Title: VAD thrombosis: A Must Know VAD Complication

Keywords: Left Ventricular Assist Device, LVAD, Critical Care, Cardiology, Heart Failure, Thrombosis, LVAD Complications (PubMed Search)

Posted: 12/31/2013 by John Greenwood, MD
Click here to contact John Greenwood, MD

 

VAD thrombosis: A Must Know VAD Complication

The HeartMate left ventricular assist device (LVAD) is one of the most frequently placed LVADs today. Originally, it was thought to have a lower incidence of thrombosis due to its mechanical design. However, a recent multi-center study published in the NEJM reported a dramatic increase in the rate of thrombosis since 2011 in the HeartMate II device.  The report found:

  • An increase in pump thrombosis at 3 months after implantation from 2.2% to 8.4%

  • The median time from implantation to thrombosis was 18.6 months prior to March 2011, to 2.7 months after.

Pump thrombosis is a major cause of morbidity and mortality (up to almost 50%!!) and is a can't miss diagnosis.  It's important to keep thrombosis on the differential for any VAD patient presenting with:

  • Power spikes or low pump flow alarms on the patient's control box

  • Pump (VAD) failure

  • Recurrent/new heart failure

  • Altered mental status

  • Hypotension (MAP < 65)

  • Signs of peripheral emboli (including acute CVA)

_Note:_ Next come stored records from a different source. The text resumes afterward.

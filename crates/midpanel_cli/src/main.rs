//! midpanel CLI
//!
//! Operator tools for the reseller panel: mirror reconciliation, subscriber
//! writes across one or two middleware endpoints, ledger and payment
//! bookkeeping, and store inspection.
//!
//! # Commands
//!
//! - `sync` - Rebuild the local mirror from the primary middleware
//! - `account` - Create, renew, suspend, delete, or message subscribers
//! - `ledger` - List, correct, or void financial events
//! - `payment` - List, record, or cancel reseller payments
//! - `balance` - Windowed balance report for a reseller
//! - `plans` - List tariff plans offered by the primary middleware
//! - `reseller` - Manage the reseller directory
//! - `recover` - Sweep dangling write intents after an interrupted create
//! - `inspect` - Display panel store statistics

mod commands;
mod config;
mod context;

use clap::{Parser, Subcommand};
use std::path::PathBuf;
use tracing_subscriber::EnvFilter;

/// midpanel command-line operator tools.
#[derive(Parser)]
#[command(name = "midpanel")]
#[command(author, version, about, long_about = None)]
struct Cli {
    /// Path to the panel configuration file (JSON)
    #[arg(global = true, short, long)]
    config: Option<PathBuf>,

    /// Enable verbose output
    #[arg(global = true, short, long)]
    verbose: bool,

    #[command(subcommand)]
    command: Commands,
}

#[derive(Subcommand)]
enum Commands {
    /// Rebuild the local mirror from the primary middleware
    Sync {
        /// Limit the pass to one reseller
        #[arg(short, long)]
        reseller: Option<u64>,

        /// Output format (text, json)
        #[arg(short, long, default_value = "text")]
        format: String,
    },

    /// Create, renew, suspend, delete, or message subscribers
    Account {
        #[command(subcommand)]
        command: commands::account::AccountCommand,
    },

    /// List, correct, or void financial events
    Ledger {
        #[command(subcommand)]
        command: commands::ledger::LedgerCommand,
    },

    /// List, record, or cancel reseller payments
    Payment {
        #[command(subcommand)]
        command: commands::payment::PaymentCommand,
    },

    /// Windowed balance report for a reseller
    Balance {
        /// Reseller to report on
        #[arg(short, long)]
        reseller: u64,

        /// Window start date, inclusive (YYYY-MM-DD)
        #[arg(long)]
        from: Option<String>,

        /// Window end date, inclusive (YYYY-MM-DD)
        #[arg(long)]
        to: Option<String>,

        /// Output format (text, json)
        #[arg(short, long, default_value = "text")]
        format: String,
    },

    /// List tariff plans offered by the primary middleware
    Plans {
        /// Output format (text, json)
        #[arg(short, long, default_value = "text")]
        format: String,
    },

    /// Manage the reseller directory
    Reseller {
        #[command(subcommand)]
        command: commands::reseller::ResellerCommand,
    },

    /// Sweep dangling write intents left by interrupted creates
    Recover {
        /// Output format (text, json)
        #[arg(short, long, default_value = "text")]
        format: String,
    },

    /// Display panel store statistics
    Inspect {
        /// Show per-reseller account counts and balances
        #[arg(short, long)]
        resellers: bool,

        /// Output format (text, json)
        #[arg(short, long, default_value = "text")]
        format: String,
    },

    /// Show version information
    Version,
}

fn main() -> Result<(), Box<dyn std::error::Error>> {
    let cli = Cli::parse();

    // Initialize logging
    let filter = if cli.verbose {
        EnvFilter::new("debug")
    } else {
        EnvFilter::new("info")
    };
    tracing_subscriber::fmt().with_env_filter(filter).init();

    match cli.command {
        Commands::Sync { reseller, format } => {
            let ctx = open_context(cli.config)?;
            commands::sync::run(&ctx, reseller, &format)?;
        }
        Commands::Account { command } => {
            let ctx = open_context(cli.config)?;
            commands::account::run(&ctx, command)?;
        }
        Commands::Ledger { command } => {
            let ctx = open_context(cli.config)?;
            commands::ledger::run(&ctx, command)?;
        }
        Commands::Payment { command } => {
            let ctx = open_context(cli.config)?;
            commands::payment::run(&ctx, command)?;
        }
        Commands::Balance {
            reseller,
            from,
            to,
            format,
        } => {
            let ctx = open_context(cli.config)?;
            commands::balance::run(&ctx, reseller, from.as_deref(), to.as_deref(), &format)?;
        }
        Commands::Plans { format } => {
            let ctx = open_context(cli.config)?;
            commands::plans::run(&ctx, &format)?;
        }
        Commands::Reseller { command } => {
            let ctx = open_context(cli.config)?;
            commands::reseller::run(&ctx, command)?;
        }
        Commands::Recover { format } => {
            let ctx = open_context(cli.config)?;
            commands::recover::run(&ctx, &format)?;
        }
        Commands::Inspect { resellers, format } => {
            let ctx = open_context(cli.config)?;
            commands::inspect::run(&ctx, resellers, &format)?;
        }
        Commands::Version => {
            println!("midpanel CLI v{}", env!("CARGO_PKG_VERSION"));
            println!("midpanel Core v{}", midpanel_core::VERSION);
        }
    }

    Ok(())
}

fn open_context(
    config: Option<PathBuf>,
) -> Result<context::PanelContext, Box<dyn std::error::Error>> {
    let path = config.ok_or("Configuration file required; pass --config")?;
    let config = config::PanelConfig::load(&path)?;
    context::PanelContext::open(config)
}
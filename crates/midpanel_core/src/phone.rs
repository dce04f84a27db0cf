//! Contact phone normalization.
//!
//! Upstream middleware stores phone numbers exactly as operators typed them.
//! The mirror keeps one canonical international form so that search and
//! notification routing behave the same regardless of who entered the
//! number. Normalization is best-effort: input that does not look like a
//! phone number at all is kept verbatim rather than rejected, because the
//! mirror must never drop a subscriber over a cosmetic field.

/// Normalizes a contact phone number to international form.
///
/// Rules, applied in order:
///
/// 1. Visual separators (spaces, dashes, dots, parentheses) are removed.
/// 2. A `00` international prefix becomes `+`.
/// 3. A single leading `0` (national form) is replaced with the default
///    country code, when one is configured.
/// 4. Numbers already starting with `+` are kept.
/// 5. Anything that still contains non-digits is returned unchanged from
///    the original input.
///
/// `default_country` is the dialing code without a plus, e.g. `"971"`.
#[must_use]
pub fn normalize_phone(raw: &str, default_country: Option<&str>) -> String {
    let trimmed = raw.trim();
    if trimmed.is_empty() {
        return String::new();
    }

    let (plus, body) = match trimmed.strip_prefix('+') {
        Some(rest) => (true, rest),
        None => (false, trimmed),
    };

    let digits: String = body
        .chars()
        .filter(|c| !matches!(c, ' ' | '-' | '.' | '(' | ')'))
        .collect();

    if digits.is_empty() || !digits.chars().all(|c| c.is_ascii_digit()) {
        return trimmed.to_string();
    }

    if plus {
        return format!("+{digits}");
    }

    if let Some(rest) = digits.strip_prefix("00") {
        if !rest.is_empty() {
            return format!("+{rest}");
        }
        return trimmed.to_string();
    }

    if let Some(rest) = digits.strip_prefix('0') {
        if let Some(cc) = default_country {
            if !rest.is_empty() {
                return format!("+{cc}{rest}");
            }
        }
        return digits;
    }

    digits
}

#[cfg(test)]
mod tests {
    use super::*;

    #[test]
    fn strips_separators() {
        assert_eq!(
            normalize_phone("+971 (50) 123-45.67", None),
            "+971501234567"
        );
    }

    #[test]
    fn double_zero_becomes_plus() {
        assert_eq!(normalize_phone("0097150123456", None), "+97150123456");
    }

    #[test]
    fn national_prefix_uses_default_country() {
        assert_eq!(
            normalize_phone("0501234567", Some("971")),
            "+971501234567"
        );
    }

    #[test]
    fn national_prefix_without_default_is_kept_digits_only() {
        assert_eq!(normalize_phone("050 123 4567", None), "0501234567");
    }

    #[test]
    fn unparseable_input_is_returned_verbatim() {
        assert_eq!(normalize_phone("ask for Mr. Hayes", None), "ask for Mr. Hayes");
        assert_eq!(normalize_phone("ext. 12b", Some("971")), "ext. 12b");
    }

    #[test]
    fn empty_input_stays_empty() {
        assert_eq!(normalize_phone("   ", Some("971")), "");
    }

    #[test]
    fn plain_international_number_is_untouched() {
        assert_eq!(normalize_phone("97150123456", Some("971")), "97150123456");
    }

    mod props {
        use super::*;
        use proptest::prelude::*;

        proptest! {
            #[test]
            fn normalization_is_idempotent(
                raw in ".{0,24}",
                cc in prop::option::of("[0-9]{1,3}"),
            ) {
                let once = normalize_phone(&raw, cc.as_deref());
                let twice = normalize_phone(&once, cc.as_deref());
                prop_assert_eq!(twice, once);
            }

            #[test]
            fn digit_input_yields_digits_with_optional_plus(
                digits in "[0-9]{4,14}",
                cc in prop::option::of("[1-9][0-9]{0,2}"),
            ) {
                let spaced: String = digits.chars().flat_map(|c| [c, ' ']).collect();
                let normalized = normalize_phone(&spaced, cc.as_deref());
                let body = normalized.strip_prefix('+').unwrap_or(&normalized);
                prop_assert!(!body.is_empty());
                prop_assert!(body.chars().all(|c| c.is_ascii_digit()));
            }
        }
    }
}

Useful lab findings suggestive of thrombosis include:

  • Evidence of hemolysis

  • LDH > 1,500 mg/dL or 2.5-3 times the upper limit of normal

  • Hemoglobinuria

  • Elevated plasma free hemoglobin

Bottom Line: In the patient with suspected VAD thrombosis, it is important to contact the patient's VAD team immediately (CT surgeon, VAD coordinator/nurse, VAD engineer).  Treatment should begin with a continuous infusion of unfractionated heparin, while other treatment options can be discussed with the VAD team.